The studies summarized here suggest a new model, in which tumorigenesis arises in consequence of the erroneous activation of an RT-dependent mechanism that generates genome-wide chromatin alterations and a global reprogramming of gene expression profiles. In the model, LINE-1 retrotransposons and possibly other retroelement families, including HERV-K, constitute the building blocks of genome-wide regulatory circuits. These circuits would build up during early preimplantation embryonic development and include batteries of coding and non-coding genes. LINE-1 elements are the main source of RT activity in embryos, where their activity is required for early embryo cell division and developmental progression. Physiologically, the endogenous RT is activated at fertilization, continues to operate in early embryogenesis, and is silenced in adult non-pathological tissues. When erroneously reactivated in somatic cells of adult tissues, LINE-1 and the RT activity which they encode become causative agents of tumor onset and progression, promoting de-differentiation and increasing the proliferation potential of cells, paralleled by a global reprogramming of gene expression, in which the “adult” expression profile reverts back to an “embryo-like” profile. This is a crucial aspect of the RT-dependent mechanism, in keeping with the notion that tumor growth reflects the reactivation of embryonic genetic programs.

It is worth stressing that the historical prediction that an embryonic-like transcription “mode” is reactivated in tumor cells [41,42] has recently found ample experimental support. Indeed, numerous embryonic genes are re-expressed in cancer cells; among those, to mention but a few, are OCT4 and other typical preimplantation genes [102], “classical” developmental genes such as Homeobox and Twist family members ([103–106] and references therein), and several genes active in the ontogenesis of organs and tissues [107,108]. Furthermore, studies in a mouse model based on a broad array analysis suggest that transcription in tumors strikingly recapitulates embryonic developmental patterns [109]. As recalled above, the RT-dependent machinery acts at the genome-wide level and introduces non-random structural changes within the nuclear architecture during pathological (tumorigenesis) and physiological (embryogenesis) growth: these changes shape gene expression programs that drive embryo development or tumorigenesis.

The retrotransposon-encoded RT machinery, in our view, integrates two long-standing predictions of regulatory models: first, McClintock's first visionary hypothesis of “controlling elements”, i.e., mobile transposons as key modulators of gene expression [110]; at a later stage, Britten and Davidson suggested that repetitive DNA sequences scattered in the genome form networks exerting regulatory functions on batteries of coding genes [111,112]. Both models evoke an initial genetic level of control (e.g., via insertion of particular elements at specific genomic sites, triggering the ensuing activation of specific gene profiles). Once established, the functional control of these circuits relies entirely on epigenetic mechanisms. Exposure of tumorigenic cells to non-nucleoside RT inhibitors would block this process, restore the “adult-like” gene expression profile and reset the differentiated cell phenotype.

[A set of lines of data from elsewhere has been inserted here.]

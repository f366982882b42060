pub mod memory;

pub use memory::MemoryStore;

use serde::Serialize;
use serde::de::DeserializeOwned;
use tracing::warn;

use crate::error::AppResult;

/// Well-known storage slots. Every component addresses the store through
/// these, so a fresh `MemoryStore` plus `seed_data` reproduces a complete
/// profile.
pub mod keys {
    pub const SESSION: &str = "vb_bank_session";
    pub const ACCESS_TOKEN: &str = "vb_bank_token";
    pub const REFRESH_TOKEN: &str = "vb_bank_refresh_token";
    pub const USERS: &str = "vb_bank_users";
    pub const TRANSACTIONS: &str = "vb_bank_transactions";
    pub const SEEDED: &str = "vb_bank_seeded";
    pub const SCHEMA_VERSION: &str = "vb_bank_schema_version";
}

/// Key→JSON-blob storage in the shape of browser local storage.
///
/// Reads and writes are individually atomic but read-modify-write sequences
/// are not; that is safe here because all access happens from one process.
pub trait KeyValueStore: Send + Sync {
    fn get(&self, key: &str) -> Option<String>;
    fn set(&self, key: &str, value: String);
    fn remove(&self, key: &str);
}

/// Read a slot and deserialize it. An unreadable value is treated as absent
/// (and logged) rather than surfaced, matching how a browser app treats a
/// corrupted local-storage entry.
pub fn get_json<T: DeserializeOwned>(store: &dyn KeyValueStore, key: &str) -> Option<T> {
    let raw = store.get(key)?;
    match serde_json::from_str(&raw) {
        Ok(value) => Some(value),
        Err(error) => {
            warn!(key, %error, "stored value failed to deserialize, treating as absent");
            None
        }
    }
}

pub fn set_json<T: Serialize>(store: &dyn KeyValueStore, key: &str, value: &T) -> AppResult<()> {
    let raw = serde_json::to_string(value)?;
    store.set(key, raw);
    Ok(())
}

#[cfg(test)]
mod tests {
    use super::*;

    #[test]
    fn json_roundtrip() {
        let store = MemoryStore::new();
        set_json(&store, "k", &vec![1, 2, 3]).expect("set");
        let back: Option<Vec<i32>> = get_json(&store, "k");
        assert_eq!(back, Some(vec![1, 2, 3]));
    }

    #[test]
    fn corrupted_value_reads_as_absent() {
        let store = MemoryStore::new();
        store.set("k", "not json".to_string());
        let back: Option<Vec<i32>> = get_json(&store, "k");
        assert_eq!(back, None);
    }
}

This model is in contrast with the view that cancer is the consequence of highly individualized gene alterations. Rather, it suggests that the genesis of most tumors is caused by the ectopic reactivation of a genome-wide-operating embryonic machinery. The evidence that this machinery is constituted by retroelements points out the increasingly recognized relevant role of the non-coding portion of the genome in the genesis and progression of cancer [113].